**Assignment**
Find the number of lines containing the string "stored" in the data. Answer with the number by itself.

[Data items]
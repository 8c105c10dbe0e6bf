// ==========================================
// 定制制造扩展 - 作业卡领域模型
// ==========================================
// 对齐: job_card / job_card_time_log / job_card_scrap_item /
//       job_card_weight_per_bag 表
// ==========================================

use crate::domain::types::DocStatus;
use chrono::{NaiveDate, NaiveDateTime};
use serde::{Deserialize, Serialize};
use serde_json::Value;
use std::collections::BTreeMap;

/// 每袋重量子表的默认单据类型
pub const WEIGHT_PER_BAG_DOCTYPE: &str = "job_card_weight_per_bag";

// ==========================================
// JobCard - 作业卡
// ==========================================
#[derive(Debug, Clone, PartialEq, Serialize, Deserialize, Default)]
pub struct JobCard {
    pub name: String,
    pub work_order: Option<String>,
    pub workstation: Option<String>,
    pub workstation_type: Option<String>,
    pub operation: Option<String>,
    pub operation_id: Option<String>, // 工单工序行ID
    pub shift_number: Option<String>, // 班次
    pub bom_no: Option<String>,
    pub sequence_id: Option<i64>,
    pub batch_size: Option<f64>,
    pub production_item: Option<String>,
    pub item_name: Option<String>,
    pub plant_name: Option<String>,
    pub posting_date: Option<NaiveDate>,

    // ===== 数量与工时 =====
    pub for_quantity: f64,
    pub total_completed_qty: f64,
    pub process_loss_qty: f64,
    pub total_time_in_mins: f64,
    pub total_machine_operation_time_float: f64, // 机台作业时长 (小时)

    pub breakdown_type: Option<String>,
    pub wip_warehouse: Option<String>,
    pub source_warehouse: Option<String>,
    pub hour_rate: Option<f64>,

    pub docstatus: DocStatus,

    // ===== 子表 =====
    pub time_logs: Vec<TimeLog>,
    pub scrap_items: Vec<JobCardScrapItem>,
    pub weight_per_bag: Vec<WeightRow>,
}

impl JobCard {
    pub fn new(name: impl Into<String>) -> Self {
        Self {
            name: name.into(),
            ..Default::default()
        }
    }

    /// 按时间日志重算完工数量与总工时（无时间日志时保持原值）
    pub fn recompute_totals(&mut self) {
        if self.time_logs.is_empty() {
            return;
        }
        self.total_completed_qty = self.time_logs.iter().map(|r| r.completed_qty).sum();
        self.total_time_in_mins = self.time_logs.iter().map(|r| r.time_in_mins).sum();
    }

    /// 追加时间日志（自动编号 idx）
    pub fn append_time_log(&mut self, mut row: TimeLog) {
        row.idx = self.time_logs.len() as i64 + 1;
        self.time_logs.push(row);
    }

    /// 追加废料行（自动编号 idx）
    pub fn append_scrap_item(&mut self, mut row: JobCardScrapItem) {
        row.idx = self.scrap_items.len() as i64 + 1;
        self.scrap_items.push(row);
    }
}

// ==========================================
// JobCardKey - 自动生成去重键
// ==========================================
// 工序行 × 工作站 × 班次
#[derive(Debug, Clone, PartialEq, Eq, Hash, PartialOrd, Ord)]
pub struct JobCardKey {
    pub operation_id: Option<String>,
    pub workstation: Option<String>,
    pub shift_number: Option<String>,
}

impl JobCardKey {
    pub fn new(operation_id: &str, workstation: &str, shift_number: &str) -> Self {
        Self {
            operation_id: Some(operation_id.to_string()),
            workstation: Some(workstation.to_string()),
            shift_number: Some(shift_number.to_string()),
        }
    }
}

// ==========================================
// TimeLog - 时间日志子表
// ==========================================
#[derive(Debug, Clone, PartialEq, Serialize, Deserialize, Default)]
pub struct TimeLog {
    pub name: Option<String>, // 持久化后分配
    pub idx: i64,
    pub from_time: Option<NaiveDateTime>,
    pub to_time: Option<NaiveDateTime>,
    pub time_in_mins: f64,
    pub completed_qty: f64,
}

/// 时间日志行标识：优先行名，其次序号
#[derive(Debug, Clone, PartialEq, Eq, Hash)]
pub enum TimeLogKey {
    Name(String),
    Idx(i64),
}

impl TimeLog {
    pub fn key(&self) -> TimeLogKey {
        match self.name.as_deref().filter(|n| !n.is_empty()) {
            Some(name) => TimeLogKey::Name(name.to_string()),
            None => TimeLogKey::Idx(self.idx),
        }
    }
}

// ==========================================
// JobCardScrapItem - 废料/副产品子表
// ==========================================
#[derive(Debug, Clone, PartialEq, Serialize, Deserialize, Default)]
pub struct JobCardScrapItem {
    pub idx: i64,
    pub item_code: String,
    pub item_name: Option<String>,
    pub stock_qty: f64,
    pub stock_uom: Option<String>,
    pub qty: f64,
}

// ==========================================
// WeightRow - 每袋重量子表
// ==========================================
// 列为动态字段，数值列由字段元数据判定
#[derive(Debug, Clone, PartialEq, Serialize, Deserialize)]
pub struct WeightRow {
    pub idx: i64,
    pub doctype: String,
    pub values: BTreeMap<String, Value>,
}

impl WeightRow {
    pub fn new(idx: i64, values: BTreeMap<String, Value>) -> Self {
        Self {
            idx,
            doctype: WEIGHT_PER_BAG_DOCTYPE.to_string(),
            values,
        }
    }

    pub fn get(&self, fieldname: &str) -> Option<&Value> {
        self.values.get(fieldname)
    }
}
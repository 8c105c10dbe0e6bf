// ==========================================
// 定制制造扩展 - 作业卡 API
// ==========================================
// 职责: 作业卡保存/提交/取消，并分发对应单据事件
// 状态: DRAFT → SUBMITTED → CANCELLED
// ==========================================

use std::sync::{Arc, Mutex};

use chrono::NaiveDate;
use rusqlite::Connection;
use tracing::{info, instrument};

use crate::api::error::{ApiError, ApiResult};
use crate::db::with_write_transaction;
use crate::domain::job_card::JobCard;
use crate::domain::types::DocStatus;
use crate::engine::events::{DocEventDispatcher, DocumentEvent};
use crate::engine::job_card_generator::new_job_card_name;
use crate::i18n::t_with_args;
use crate::repository::job_card_repo::JobCardRepository;

const DOCTYPE: &str = "Job Card";

// ==========================================
// JobCardApi - 作业卡 API
// ==========================================
// 状态写入与事件处理在同一事务内完成
pub struct JobCardApi {
    conn: Arc<Mutex<Connection>>,
    job_card_repo: Arc<JobCardRepository>,
    dispatcher: Arc<DocEventDispatcher>,
}

impl JobCardApi {
    pub fn new(
        conn: Arc<Mutex<Connection>>,
        job_card_repo: Arc<JobCardRepository>,
        dispatcher: Arc<DocEventDispatcher>,
    ) -> Self {
        Self {
            conn,
            job_card_repo,
            dispatcher,
        }
    }

    /// 保存草稿作业卡
    ///
    /// 流程: 分配名称 → 读取已保存版本 → 重算合计 → before_save 事件 → 写入
    ///
    /// # 返回
    /// - Ok(JobCard): 写入后的单据（含同步后的合计字段）
    /// - Err(InvalidStateTransition): 已提交/已取消的单据不可再保存
    #[instrument(skip(self, doc), fields(job_card = %doc.name))]
    pub fn save(&self, mut doc: JobCard, today: NaiveDate) -> ApiResult<JobCard> {
        if doc.name.trim().is_empty() {
            doc.name = new_job_card_name();
        }

        with_write_transaction(&self.conn, |conn| -> ApiResult<()> {
            let previous = JobCardRepository::find_by_name_on(conn, &doc.name)?;
            if let Some(prev) = &previous {
                if prev.docstatus != DocStatus::Draft {
                    return Err(ApiError::transition(prev.docstatus, DocStatus::Draft));
                }
            }
            doc.docstatus = DocStatus::Draft;

            doc.recompute_totals();
            self.dispatcher.dispatch(
                conn,
                DocumentEvent::JobCardBeforeSave {
                    doc: &mut doc,
                    previous: previous.as_ref(),
                },
                today,
            )?;

            // 时间日志行名在首次持久化时分配
            for log in doc.time_logs.iter_mut() {
                if log.name.as_deref().map_or(true, str::is_empty) {
                    log.name = Some(uuid::Uuid::new_v4().simple().to_string());
                }
            }

            if previous.is_some() {
                JobCardRepository::update_on(conn, &doc)?;
            } else {
                JobCardRepository::insert_on(conn, &doc)?;
            }
            Ok(())
        })?;
        Ok(doc)
    }

    /// 提交作业卡（累加工作站计数）
    #[instrument(skip(self))]
    pub fn submit(&self, name: &str, today: NaiveDate) -> ApiResult<JobCard> {
        let doc = self.transition(name, DocStatus::Draft, DocStatus::Submitted, today)?;
        info!(job_card = name, qty = doc.total_completed_qty, "作业卡已提交");
        Ok(doc)
    }

    /// 取消作业卡（回退工作站计数）
    #[instrument(skip(self))]
    pub fn cancel(&self, name: &str, today: NaiveDate) -> ApiResult<JobCard> {
        let doc = self.transition(name, DocStatus::Submitted, DocStatus::Cancelled, today)?;
        info!(job_card = name, qty = doc.total_completed_qty, "作业卡已取消");
        Ok(doc)
    }

    pub fn get(&self, name: &str) -> ApiResult<JobCard> {
        Self::require_name(name)?;
        Self::found(self.job_card_repo.find_by_name(name)?, name)
    }

    /// 状态变更 + 对应事件；事件处理失败时状态一并回滚
    fn transition(
        &self,
        name: &str,
        expected: DocStatus,
        target: DocStatus,
        today: NaiveDate,
    ) -> ApiResult<JobCard> {
        with_write_transaction(&self.conn, |conn| -> ApiResult<JobCard> {
            Self::require_name(name)?;
            let mut doc = Self::found(JobCardRepository::find_by_name_on(conn, name)?, name)?;
            if doc.docstatus != expected {
                return Err(ApiError::transition(doc.docstatus, target));
            }

            JobCardRepository::set_docstatus_on(conn, name, target)?;
            doc.docstatus = target;

            let event = match target {
                DocStatus::Submitted => DocumentEvent::JobCardSubmit(&doc),
                _ => DocumentEvent::JobCardCancel(&doc),
            };
            self.dispatcher.dispatch(conn, event, today)?;
            Ok(doc)
        })
    }

    fn require_name(name: &str) -> ApiResult<()> {
        if name.trim().is_empty() {
            return Err(ApiError::InvalidInput(t_with_args(
                "document.name_required",
                &[("doctype", DOCTYPE)],
            )));
        }
        Ok(())
    }

    fn found(doc: Option<JobCard>, name: &str) -> ApiResult<JobCard> {
        doc.ok_or_else(|| {
            ApiError::NotFound(t_with_args(
                "document.not_found",
                &[("doctype", DOCTYPE), ("name", name)],
            ))
        })
    }
}

#[cfg(test)]
mod tests {
    use crate::api::error::ApiError;
    use crate::app::AppState;
    use crate::domain::job_card::{JobCard, TimeLog};
    use crate::domain::types::DocStatus;
    use crate::domain::workstation::Workstation;
    use chrono::NaiveDate;
    use rusqlite::Connection;

    fn today() -> NaiveDate {
        NaiveDate::from_ymd_opt(2024, 3, 1).unwrap()
    }

    fn setup() -> AppState {
        let state = AppState::from_connection(Connection::open_in_memory().unwrap()).unwrap();
        state
            .workstation_repo
            .insert(&Workstation::new("WS-1", None))
            .unwrap();
        state
    }

    fn card(name: &str, qty: f64) -> JobCard {
        let mut jc = JobCard::new(name);
        jc.workstation = Some("WS-1".to_string());
        jc.append_time_log(TimeLog {
            time_in_mins: 60.0,
            completed_qty: qty,
            ..Default::default()
        });
        jc
    }

    #[test]
    fn test_save_assigns_names_and_totals() {
        let state = setup();
        let saved = state.job_card_api.save(card("", 5.0), today()).unwrap();

        assert!(saved.name.starts_with("JC-"));
        assert_eq!(saved.total_completed_qty, 5.0);
        assert_eq!(saved.total_machine_operation_time_float, 1.0);
        assert!(saved.time_logs[0].name.is_some());

        let stored = state.job_card_api.get(&saved.name).unwrap();
        assert_eq!(stored.time_logs[0].name, saved.time_logs[0].name);
    }

    #[test]
    fn test_submit_then_cancel_restores_counter() {
        let state = setup();
        state.job_card_api.save(card("JC-1", 5.0), today()).unwrap();

        state.job_card_api.submit("JC-1", today()).unwrap();
        assert_eq!(state.workstation_repo.get_worked_quantity("WS-1").unwrap(), Some(5.0));

        let cancelled = state.job_card_api.cancel("JC-1", today()).unwrap();
        assert_eq!(cancelled.docstatus, DocStatus::Cancelled);
        assert_eq!(state.workstation_repo.get_worked_quantity("WS-1").unwrap(), Some(0.0));
    }

    #[test]
    fn test_invalid_transitions() {
        let state = setup();
        state.job_card_api.save(card("JC-1", 5.0), today()).unwrap();

        let err = state.job_card_api.cancel("JC-1", today()).unwrap_err();
        assert!(matches!(err, ApiError::InvalidStateTransition { .. }));

        state.job_card_api.submit("JC-1", today()).unwrap();
        let err = state.job_card_api.submit("JC-1", today()).unwrap_err();
        assert!(matches!(err, ApiError::InvalidStateTransition { .. }));

        let err = state.job_card_api.save(card("JC-1", 7.0), today()).unwrap_err();
        assert!(matches!(err, ApiError::InvalidStateTransition { .. }));
        assert_eq!(state.workstation_repo.get_worked_quantity("WS-1").unwrap(), Some(5.0));
    }

    #[test]
    fn test_missing_job_card() {
        let state = setup();
        let err = state.job_card_api.submit("JC-404", today()).unwrap_err();
        assert!(matches!(err, ApiError::NotFound(_)));
        let err = state.job_card_api.get("").unwrap_err();
        assert!(matches!(err, ApiError::InvalidInput(_)));
    }
}
// ==========================================
// 定制制造扩展 - 自定义字段元数据
// ==========================================
// 对齐: custom_field 表 (主键: "{dt}-{fieldname}")
// ==========================================

use crate::domain::types::FieldType;
use serde::{Deserialize, Serialize};

#[derive(Debug, Clone, PartialEq, Serialize, Deserialize)]
pub struct CustomField {
    pub dt: String,
    pub fieldname: String,
    pub label: Option<String>,
    pub fieldtype: FieldType,
    pub precision: Option<String>,
    pub insert_after: Option<String>,
}

impl CustomField {
    /// 元数据主键
    pub fn key(dt: &str, fieldname: &str) -> String {
        format!("{}-{}", dt, fieldname)
    }

    pub fn name(&self) -> String {
        Self::key(&self.dt, &self.fieldname)
    }

    /// 是否按数值列参与重量汇总
    ///
    /// 字段类型属于 `numeric_types`，或字段名全部为数字
    pub fn is_numeric(&self, numeric_types: &[FieldType]) -> bool {
        numeric_types.contains(&self.fieldtype)
            || (!self.fieldname.is_empty() && self.fieldname.chars().all(|c| c.is_ascii_digit()))
    }
}

#[cfg(test)]
mod tests {
    use super::*;

    fn field(name: &str, ft: FieldType) -> CustomField {
        CustomField {
            dt: "job_card_weight_per_bag".to_string(),
            fieldname: name.to_string(),
            label: None,
            fieldtype: ft,
            precision: None,
            insert_after: None,
        }
    }

    #[test]
    fn test_is_numeric() {
        let types = vec![FieldType::Float, FieldType::Int];
        assert!(field("bag_weight", FieldType::Float).is_numeric(&types));
        assert!(field("25", FieldType::Data).is_numeric(&types));
        assert!(!field("remarks", FieldType::Data).is_numeric(&types));
        assert!(!field("rate", FieldType::Currency).is_numeric(&types));
    }

    #[test]
    fn test_key() {
        assert_eq!(CustomField::key("job_card", "x"), "job_card-x");
    }
}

**Result of the task**
2